You're going to want to bring a friend for this one, as Vietnamese pancakes are a touch larger than the sweet breakfast items you doused with Aunt Jemima when you were a kid. They're also savory, and come stuffed with your choice of mushrooms and tofu for the vegetarians, or shrimp and scallions for lovers of seafood. It also comes with a plate of herbs and lettuce leaves that's so big it's almost overwhelming. Grab a lettuce leaf, wrap it around a slice of the pancake and then fill the pocket with as many herbs as you can manage. Dip the resulting roll into the bowl of slightly sweetened fish sauce and then take the biggest bite you can muster. It's even better with a cold, crisp beer.
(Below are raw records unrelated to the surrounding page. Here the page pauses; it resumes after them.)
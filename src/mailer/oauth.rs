//! Google OAuth 2.0 for an installed application.
//!
//! Credentials live in two files:
//!
//! - the client secrets downloaded from the Cloud console (`credentials.json`,
//!   with an `installed` or `web` section)
//! - the authorized-user token (`token.json`), in the same layout the Google
//!   client libraries write, so an existing token file can be reused
//!
//! [`authorize`] returns a usable access token. It reuses the stored token
//! while it is fresh, refreshes it when it has expired, and falls back to the
//! interactive consent flow (loopback redirect to `127.0.0.1`) when there is
//! nothing to refresh. The token file is rewritten whenever the token changes.

use chrono::{DateTime, Duration, Utc};
use rand::distr::Alphanumeric;
use rand::Rng;
use reqwest::Client;
use serde::{Deserialize, Serialize};
use std::error::Error;
use std::path::Path;
use tokio::fs;
use tokio::io::{AsyncBufReadExt, AsyncWriteExt, BufReader};
use tokio::net::TcpListener;
use tracing::{debug, info, instrument, warn};
use url::{form_urlencoded, Url};

pub const GMAIL_SEND_SCOPE: &str = "https://www.googleapis.com/auth/gmail.send";

const DEFAULT_AUTH_URI: &str = "https://accounts.google.com/o/oauth2/auth";
const DEFAULT_TOKEN_URI: &str = "https://oauth2.googleapis.com/token";

/// Tokens this close to expiry are treated as expired.
const EXPIRY_SKEW_SECS: i64 = 60;

fn default_auth_uri() -> String {
    DEFAULT_AUTH_URI.to_string()
}

fn default_token_uri() -> String {
    DEFAULT_TOKEN_URI.to_string()
}

/// OAuth client registration from the Cloud console.
#[derive(Debug, Clone, Deserialize)]
pub struct ClientSecrets {
    pub client_id: String,
    pub client_secret: String,
    #[serde(default = "default_auth_uri")]
    pub auth_uri: String,
    #[serde(default = "default_token_uri")]
    pub token_uri: String,
}

#[derive(Debug, Deserialize)]
struct ClientSecretsFile {
    installed: Option<ClientSecrets>,
    web: Option<ClientSecrets>,
}

impl ClientSecrets {
    pub fn from_json(raw: &str) -> Result<Self, Box<dyn Error>> {
        let file: ClientSecretsFile = serde_json::from_str(raw)?;
        file.installed
            .or(file.web)
            .ok_or_else(|| "client secrets file has no \"installed\" or \"web\" section".into())
    }
}

/// A stored, authorized user credential.
#[derive(Debug, Clone, PartialEq, Serialize, Deserialize)]
pub struct AuthorizedUser {
    /// Current access token.
    pub token: Option<String>,
    pub refresh_token: Option<String>,
    #[serde(default = "default_token_uri")]
    pub token_uri: String,
    pub client_id: String,
    pub client_secret: String,
    #[serde(default)]
    pub scopes: Vec<String>,
    /// Access token expiry; `None` means the token never expires.
    #[serde(default)]
    pub expiry: Option<DateTime<Utc>>,
}

impl AuthorizedUser {
    /// Whether the access token can be used at `now`.
    pub fn is_valid_at(&self, now: DateTime<Utc>) -> bool {
        self.token.is_some()
            && self
                .expiry
                .is_none_or(|exp| now < exp - Duration::seconds(EXPIRY_SKEW_SECS))
    }

    pub fn can_refresh(&self) -> bool {
        self.refresh_token.is_some()
    }

    fn apply(&mut self, resp: TokenResponse, now: DateTime<Utc>) {
        self.token = Some(resp.access_token);
        self.expiry = resp.expires_in.map(|secs| now + Duration::seconds(secs));
        if let Some(refresh) = resp.refresh_token {
            self.refresh_token = Some(refresh);
        }
        if let Some(scope) = resp.scope {
            self.scopes = scope.split_whitespace().map(str::to_string).collect();
        }
    }
}

#[derive(Debug, Deserialize)]
struct TokenResponse {
    access_token: String,
    #[serde(default)]
    expires_in: Option<i64>,
    #[serde(default)]
    refresh_token: Option<String>,
    #[serde(default)]
    scope: Option<String>,
}

/// Query parameters Google appends to the loopback redirect.
#[derive(Debug, Default, PartialEq)]
struct RedirectParams {
    code: Option<String>,
    state: Option<String>,
    error: Option<String>,
}

/// Produce a fresh authorized user, persisting it to `token_file` if it changed.
#[instrument(level = "info", skip_all, fields(token_file = %token_file.display()))]
pub async fn authorize(
    client: &Client,
    credentials_file: &Path,
    token_file: &Path,
) -> Result<AuthorizedUser, Box<dyn Error>> {
    let stored = load_authorized_user(token_file).await;

    if let Some(user) = &stored {
        if user.is_valid_at(Utc::now()) {
            debug!("Stored access token is still valid");
            return Ok(user.clone());
        }
    }

    let user = match stored {
        Some(mut user) if user.can_refresh() => {
            info!("Access token expired; refreshing");
            refresh(client, &mut user).await?;
            user
        }
        _ => {
            let raw = fs::read_to_string(credentials_file).await.map_err(|e| {
                format!("cannot read client secrets {}: {e}", credentials_file.display())
            })?;
            let secrets = ClientSecrets::from_json(&raw)?;
            run_consent_flow(client, &secrets).await?
        }
    };

    save_authorized_user(token_file, &user).await?;
    Ok(user)
}

/// Read the token file; a missing or unreadable file means "no credential".
async fn load_authorized_user(path: &Path) -> Option<AuthorizedUser> {
    let raw = match fs::read_to_string(path).await {
        Ok(raw) => raw,
        Err(e) => {
            debug!(error = %e, "No stored token");
            return None;
        }
    };
    match serde_json::from_str(&raw) {
        Ok(user) => Some(user),
        Err(e) => {
            warn!(error = %e, "Stored token is unreadable; ignoring it");
            None
        }
    }
}

async fn save_authorized_user(path: &Path, user: &AuthorizedUser) -> Result<(), Box<dyn Error>> {
    let json = serde_json::to_string_pretty(user)?;
    fs::write(path, json).await?;
    info!(path = %path.display(), "Saved OAuth token");
    Ok(())
}

async fn refresh(client: &Client, user: &mut AuthorizedUser) -> Result<(), Box<dyn Error>> {
    let refresh_token = user
        .refresh_token
        .clone()
        .ok_or("stored credential has no refresh token")?;
    let form = [
        ("grant_type", "refresh_token"),
        ("refresh_token", refresh_token.as_str()),
        ("client_id", user.client_id.as_str()),
        ("client_secret", user.client_secret.as_str()),
    ];
    let resp = request_token(client, &user.token_uri, &form).await?;
    user.apply(resp, Utc::now());
    Ok(())
}

/// Interactive consent: print the URL, wait for the loopback redirect.
async fn run_consent_flow(client: &Client, secrets: &ClientSecrets) -> Result<AuthorizedUser, Box<dyn Error>> {
    let listener = TcpListener::bind("127.0.0.1:0").await?;
    let port = listener.local_addr()?.port();
    let redirect_uri = loopback_redirect_uri(port);
    let state: String = rand::rng()
        .sample_iter(&Alphanumeric)
        .take(30)
        .map(char::from)
        .collect();

    let url = consent_url(secrets, &redirect_uri, &state)?;
    info!(port, "Waiting for OAuth consent");
    println!("Please visit this URL to authorize this application: {url}");

    let code = loop {
        let (mut stream, _) = listener.accept().await?;
        let mut request_line = String::new();
        BufReader::new(&mut stream).read_line(&mut request_line).await?;

        let params = parse_redirect(&request_line);
        if params.code.is_none() && params.error.is_none() {
            stream
                .write_all(b"HTTP/1.1 404 Not Found\r\nContent-Length: 0\r\nConnection: close\r\n\r\n")
                .await?;
            continue;
        }

        let body = "The authentication flow has completed. You may close this window.";
        let response = format!(
            "HTTP/1.1 200 OK\r\nContent-Type: text/plain; charset=utf-8\r\nContent-Length: {}\r\nConnection: close\r\n\r\n{body}",
            body.len()
        );
        stream.write_all(response.as_bytes()).await?;

        if let Some(error) = params.error {
            return Err(format!("OAuth consent failed: {error}").into());
        }
        if params.state.as_deref() != Some(state.as_str()) {
            return Err("OAuth redirect state mismatch".into());
        }
        if let Some(code) = params.code {
            break code;
        }
    };

    let form = [
        ("grant_type", "authorization_code"),
        ("code", code.as_str()),
        ("client_id", secrets.client_id.as_str()),
        ("client_secret", secrets.client_secret.as_str()),
        ("redirect_uri", redirect_uri.as_str()),
    ];
    let resp = request_token(client, &secrets.token_uri, &form).await?;

    let mut user = AuthorizedUser {
        token: None,
        refresh_token: None,
        token_uri: secrets.token_uri.clone(),
        client_id: secrets.client_id.clone(),
        client_secret: secrets.client_secret.clone(),
        scopes: vec![GMAIL_SEND_SCOPE.to_string()],
        expiry: None,
    };
    user.apply(resp, Utc::now());
    info!("OAuth consent completed");
    Ok(user)
}

/// The redirect must name the address the listener is bound to.
fn loopback_redirect_uri(port: u16) -> String {
    format!("http://127.0.0.1:{port}/")
}

fn consent_url(secrets: &ClientSecrets, redirect_uri: &str, state: &str) -> Result<Url, Box<dyn Error>> {
    let mut url = Url::parse(&secrets.auth_uri)?;
    url.query_pairs_mut()
        .append_pair("response_type", "code")
        .append_pair("client_id", &secrets.client_id)
        .append_pair("redirect_uri", redirect_uri)
        .append_pair("scope", GMAIL_SEND_SCOPE)
        .append_pair("state", state)
        .append_pair("access_type", "offline")
        .append_pair("prompt", "consent");
    Ok(url)
}

/// Parse `GET /?code=...&state=... HTTP/1.1`.
fn parse_redirect(request_line: &str) -> RedirectParams {
    let mut params = RedirectParams::default();
    let Some(target) = request_line.split_whitespace().nth(1) else {
        return params;
    };
    let Some((_, query)) = target.split_once('?') else {
        return params;
    };

    for (key, value) in form_urlencoded::parse(query.as_bytes()) {
        match key.as_ref() {
            "code" => params.code = Some(value.into_owned()),
            "state" => params.state = Some(value.into_owned()),
            "error" => params.error = Some(value.into_owned()),
            _ => {}
        }
    }
    params
}

async fn request_token(
    client: &Client,
    token_uri: &str,
    form: &[(&str, &str)],
) -> Result<TokenResponse, Box<dyn Error>> {
    let resp = client.post(token_uri).form(form).send().await?;
    let status = resp.status();
    if !status.is_success() {
        let body = resp.text().await.unwrap_or_default();
        return Err(format!("token endpoint returned {status}: {body}").into());
    }
    Ok(resp.json::<TokenResponse>().await?)
}

#[cfg(test)]
mod tests {
    use super::*;
    use chrono::TimeZone;

    fn user(token: Option<&str>, expiry: Option<DateTime<Utc>>) -> AuthorizedUser {
        AuthorizedUser {
            token: token.map(str::to_string),
            refresh_token: Some("refresh".to_string()),
            token_uri: DEFAULT_TOKEN_URI.to_string(),
            client_id: "id".to_string(),
            client_secret: "secret".to_string(),
            scopes: vec![GMAIL_SEND_SCOPE.to_string()],
            expiry,
        }
    }

    #[test]
    fn test_token_validity() {
        let now = Utc.with_ymd_and_hms(2025, 12, 1, 12, 0, 0).unwrap();
        assert!(user(Some("t"), None).is_valid_at(now));
        assert!(user(Some("t"), Some(now + Duration::minutes(10))).is_valid_at(now));
        assert!(!user(Some("t"), Some(now + Duration::seconds(30))).is_valid_at(now));
        assert!(!user(Some("t"), Some(now - Duration::minutes(1))).is_valid_at(now));
        assert!(!user(None, None).is_valid_at(now));
    }

    #[test]
    fn test_authorized_user_file_format() {
        let json = r#"{
            "token": "ya29.token",
            "refresh_token": "1//refresh",
            "token_uri": "https://oauth2.googleapis.com/token",
            "client_id": "id.apps.googleusercontent.com",
            "client_secret": "secret",
            "scopes": ["https://www.googleapis.com/auth/gmail.send"],
            "universe_domain": "googleapis.com",
            "account": "",
            "expiry": "2025-12-01T12:00:00.123456Z"
        }"#;
        let user: AuthorizedUser = serde_json::from_str(json).unwrap();
        assert_eq!(user.token.as_deref(), Some("ya29.token"));
        assert!(user.can_refresh());
        assert!(user.expiry.is_some());

        let round: AuthorizedUser = serde_json::from_str(&serde_json::to_string(&user).unwrap()).unwrap();
        assert_eq!(round, user);
    }

    #[test]
    fn test_apply_token_response() {
        let now = Utc.with_ymd_and_hms(2025, 12, 1, 12, 0, 0).unwrap();
        let mut u = user(None, None);
        u.apply(
            TokenResponse {
                access_token: "fresh".to_string(),
                expires_in: Some(3599),
                refresh_token: None,
                scope: Some(GMAIL_SEND_SCOPE.to_string()),
            },
            now,
        );
        assert_eq!(u.token.as_deref(), Some("fresh"));
        assert_eq!(u.refresh_token.as_deref(), Some("refresh"));
        assert_eq!(u.expiry, Some(now + Duration::seconds(3599)));
        assert!(u.is_valid_at(now));
    }

    #[test]
    fn test_client_secrets_sections() {
        let installed = r#"{"installed": {"client_id": "a", "client_secret": "b",
            "auth_uri": "https://accounts.google.com/o/oauth2/auth",
            "token_uri": "https://oauth2.googleapis.com/token",
            "redirect_uris": ["http://localhost"]}}"#;
        assert_eq!(ClientSecrets::from_json(installed).unwrap().client_id, "a");

        let web = r#"{"web": {"client_id": "w", "client_secret": "s"}}"#;
        let secrets = ClientSecrets::from_json(web).unwrap();
        assert_eq!(secrets.token_uri, DEFAULT_TOKEN_URI);

        assert!(ClientSecrets::from_json(r#"{"other": {}}"#).is_err());
    }

    #[test]
    fn test_consent_url() {
        let secrets = ClientSecrets::from_json(r#"{"installed": {"client_id": "cid", "client_secret": "s"}}"#).unwrap();
        let url = consent_url(&secrets, "http://localhost:8080/", "xyz").unwrap();
        let pairs: std::collections::HashMap<_, _> = url.query_pairs().into_owned().collect();
        assert_eq!(pairs["client_id"], "cid");
        assert_eq!(pairs["redirect_uri"], "http://localhost:8080/");
        assert_eq!(pairs["scope"], GMAIL_SEND_SCOPE);
        assert_eq!(pairs["state"], "xyz");
        assert_eq!(pairs["response_type"], "code");
    }

    #[test]
    fn test_loopback_redirect_uri_matches_listener() {
        let uri = loopback_redirect_uri(8123);
        assert_eq!(uri, "http://127.0.0.1:8123/");
        let parsed = Url::parse(&uri).unwrap();
        assert_eq!(parsed.host_str(), Some("127.0.0.1"));
        assert_eq!(parsed.port(), Some(8123));
    }

    #[test]
    fn test_parse_redirect() {
        let params = parse_redirect("GET /?state=abc&code=4%2F0AbC+d&scope=x HTTP/1.1\r\n");
        assert_eq!(params.code.as_deref(), Some("4/0AbC d"));
        assert_eq!(params.state.as_deref(), Some("abc"));
        assert_eq!(params.error, None);

        let denied = parse_redirect("GET /?error=access_denied&state=abc HTTP/1.1");
        assert_eq!(denied.error.as_deref(), Some("access_denied"));

        let spaced = parse_redirect("GET /?code=a%20b+c&state=s%26t HTTP/1.1");
        assert_eq!(spaced.code.as_deref(), Some("a b c"));
        assert_eq!(spaced.state.as_deref(), Some("s&t"));

        assert_eq!(parse_redirect("GET /favicon.ico HTTP/1.1"), RedirectParams::default());
        assert_eq!(parse_redirect(""), RedirectParams::default());
    }
}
Mariano's has been known for decades as the creator of the frozen margarita, but their more impressive accomplishment is what they've done with fajitas. If fajitas were measured by their sizzle, Mariano's would win based on heat alone, but there's a lot more to celebrate here beyond a hot metal plate. The beef is perfect — a little chewy, a little salty, with a big, smoky flavor that goes perfectly with the sweetness of the caramelized onions that share the plate. What's better is all of these flavors get wrapped up in tortillas that were patted out and griddled moments before at the station at the front of the restaurant.

Catherine Downes

Bread service is presented like an afterthought at most restaurants, if it hasn't been abandoned all together. But all of those napkin-lined wicker baskets filled with stale rolls make the bread served at Pera Wine and Tapas all the more impressive. A length of super-crusty baguette is scored into slices and then paired with a small bowl of olive oil. There's a dollop of thick, creamy labneh, a few dill fronds and some chile pepper in the mix too, making this gratis snack more of a first course than something to kill time while you wait for your drinks to arrive. Bread topped in such a way borders on decadence. And to think, some people are stuck with those months-old pats of butter wrapped in tinfoil.